Gill O’Donnell, in her review of the orchestra’s Autumn 2016 concert, wrote;
“The unexpected hospitalisation of conducter, Ola Ness, earlier in the week might have thrown a lesser group but instead Settle Orchestra rose to the challenge and behaved with true professionalism. Following only one rehearsal with their new conductor for the evening, Leo Geyer, their concert was truly outstanding and there was a very palpable sense of determination as everyone seemed to up their game in order to make sure that the evening went well. Leo Geyer is totally fascinating to watch when conducting as he appears to be totally lost in the music being created while every inch of him is totally aware of what is happening within the orchestra and he is communicating with them on so many different levels, with minute gestures and flickers of eye contact. Little wonder then that one overheard comment was how much the orchestra seems to have become revitalised of late and so much more confident in their playing. This was certainly an ambitious programme and yet the effect was one of total control, and if there were any feet scrabbling away beneath the surface then the overall impression was most definitely one of serenity.
The evening opened with great drama with Shostakovich’s Festive Overture. Written to commemorate the anniversary of the Bolshevik Revolution this is a loud and dramatic piece filled with fanfares, exuberance and played at a frenetic pace. In short a highly charged theatrical romp of a piece – and the orchestra clearly enjoyed themselves immensely bringing a wild energy to this explosive work.
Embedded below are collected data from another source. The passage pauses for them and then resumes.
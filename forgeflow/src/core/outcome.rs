//! The terminal value of a run.

use super::{Artifact, ArtifactKind, FileSet, StageKind, StageResult, TestReport};
use chrono::{DateTime, Utc};
use serde::{Deserialize, Serialize};
use std::collections::BTreeMap;
use std::fmt;
use std::sync::Arc;
use uuid::Uuid;

/// How a run ended.
#[derive(Debug, Clone, Copy, PartialEq, Eq, Hash, Serialize, Deserialize)]
#[serde(rename_all = "snake_case")]
pub enum RunStatus {
    /// Review finished; every stage succeeded.
    Completed,
    /// A fatal stage failure, a zero revision budget or cancellation.
    Aborted,
    /// A stage or the whole run ran out of iterations.
    BudgetExceeded,
}

impl fmt::Display for RunStatus {
    fn fmt(&self, f: &mut fmt::Formatter<'_>) -> fmt::Result {
        match self {
            Self::Completed => write!(f, "completed"),
            Self::Aborted => write!(f, "aborted"),
            Self::BudgetExceeded => write!(f, "budget_exceeded"),
        }
    }
}

/// The artifact bundle handed back to the caller.
#[derive(Debug, Clone, Default, PartialEq, Serialize, Deserialize)]
pub struct FinalArtifacts {
    /// Latest artifact of every kind that was produced.
    pub artifacts: Vec<Artifact>,
    /// Source, test and documentation files by relative path.
    pub files: FileSet,
    /// The latest test report, if Testing ran.
    #[serde(default, skip_serializing_if = "Option::is_none")]
    pub test_report: Option<TestReport>,
    /// The documentation rendered as one text, if Documentation ran.
    #[serde(default, skip_serializing_if = "Option::is_none")]
    pub documentation: Option<String>,
}

impl FinalArtifacts {
    /// Assembles the bundle from the latest artifact of each kind.
    #[must_use]
    pub fn from_latest(latest: &[Arc<Artifact>]) -> Self {
        let mut bundle = Self::default();

        for artifact in latest {
            match artifact.kind {
                ArtifactKind::SourceFiles | ArtifactKind::TestFiles => {
                    if let Some(files) = artifact.payload.to_files() {
                        bundle.files.extend(files);
                    }
                }
                ArtifactKind::Documentation => {
                    if let Some(files) = artifact.payload.to_files() {
                        bundle.documentation = Some(
                            files
                                .values()
                                .map(String::as_str)
                                .collect::<Vec<_>>()
                                .join("\n\n"),
                        );
                        bundle.files.extend(files);
                    } else {
                        bundle.documentation = Some(artifact.payload.render());
                    }
                }
                ArtifactKind::TestReport => {
                    bundle.test_report = artifact
                        .payload
                        .as_json()
                        .and_then(|value| serde_json::from_value(value.clone()).ok());
                }
                ArtifactKind::RequirementsSpec
                | ArtifactKind::ArchitectureDoc
                | ArtifactKind::ReviewNotes => {}
            }
            bundle.artifacts.push(artifact.as_ref().clone());
        }

        bundle
    }

    /// Returns the latest artifact of a kind.
    #[must_use]
    pub fn get(&self, kind: ArtifactKind) -> Option<&Artifact> {
        self.artifacts.iter().find(|a| a.kind == kind)
    }

    /// Kinds present in the bundle.
    #[must_use]
    pub fn kinds(&self) -> Vec<ArtifactKind> {
        self.artifacts.iter().map(|a| a.kind).collect()
    }
}

/// Terminal value of a run. Created once when the workflow stops.
#[derive(Debug, Clone, PartialEq, Serialize, Deserialize)]
pub struct RunOutcome {
    /// The session id.
    pub run_id: Uuid,
    /// How the run ended.
    pub status: RunStatus,
    /// The artifact bundle.
    pub final_artifacts: FinalArtifacts,
    /// Every stage invocation in order.
    pub trace: Vec<StageResult>,
    /// Revisions used per stage.
    #[serde(default)]
    pub iteration_counts: BTreeMap<StageKind, u32>,
    /// Why the run did not complete.
    #[serde(default, skip_serializing_if = "Option::is_none")]
    pub reason: Option<String>,
    /// True if the run stopped on a cancellation signal.
    #[serde(default)]
    pub cancelled: bool,
    /// When the run started.
    pub started_at: DateTime<Utc>,
    /// When the run stopped.
    pub finished_at: DateTime<Utc>,
}

impl RunOutcome {
    /// Returns true if the run completed.
    #[must_use]
    pub fn is_completed(&self) -> bool {
        self.status == RunStatus::Completed
    }

    /// Stages in trace order.
    #[must_use]
    pub fn stage_sequence(&self) -> Vec<StageKind> {
        self.trace.iter().map(|r| r.stage).collect()
    }

    /// Number of tool calls across the trace.
    #[must_use]
    pub fn tool_call_count(&self) -> usize {
        self.trace.iter().map(|r| r.tool_calls.len()).sum()
    }

    /// Duration in milliseconds.
    #[must_use]
    pub fn duration_ms(&self) -> i64 {
        (self.finished_at - self.started_at).num_milliseconds()
    }

    /// Serializes the outcome, trace included.
    pub fn to_json(&self) -> serde_json::Result<String> {
        serde_json::to_string_pretty(self)
    }
}
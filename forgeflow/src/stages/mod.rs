//! Stage controllers and their output contracts.
//!
//! One [`StageController`] per [`StageKind`](crate::core::StageKind) owns the
//! stage's entry and exit contract: which artifacts the agent sees, how its
//! answer is validated, and what gets written to the store.

mod controller;
mod parse;
mod schema;

pub use controller::{StageController, StageEnvironment};
pub use parse::{extract_json_field, parse_file_sections, parse_modules, parse_verdicts, UnsafePath};
pub use schema::{input_kinds, validate, ValidatedOutput};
The centrepiece of the evening was Hummel’s Concerto for Trumpet and Orchestra which featured Adam Stockbridge as soloist. Adam began learning the trumpet at the age of eight and for many years peformed with Settle Orchestra before graduating in 2015 from the Royal College of Music. He is now principal trumpet of Orpheus Sinfonia and returned to Settle as a soloist to help celebrate the Orchestra’s 50th anniversary. The piece proved to be not only a wonderful showcase for his talent but also demonstrated perfectly the versatility and range of the trumpet as a solo instrument, as the various movements allowed for an array of techniques to be employed. The lively performance was greeted by rapturous applause by an enthusiastic audience.
The evening closed with a performance of Tchaikovsky’s Symphony No 5 and again this was a perfect example of the amazing teamwork within the orchestra, with the various movements giving emphasis to different sections of the orchestra in turn. It is a very dark piece in places, with tremendous solemnity giving way to brooding melancholy and then wildly explosive passages with great potential for the timpani and shimmering brass solos which in turn give way to elegant string sections. A remarkably dramatic piece it enabled the audience to enjoy the orchestra in many forms, not least a number of excellent solos which were woven into the evening.
All in all a marvellous night and a fitting tribute to the orchestra’s heritage in this special year.”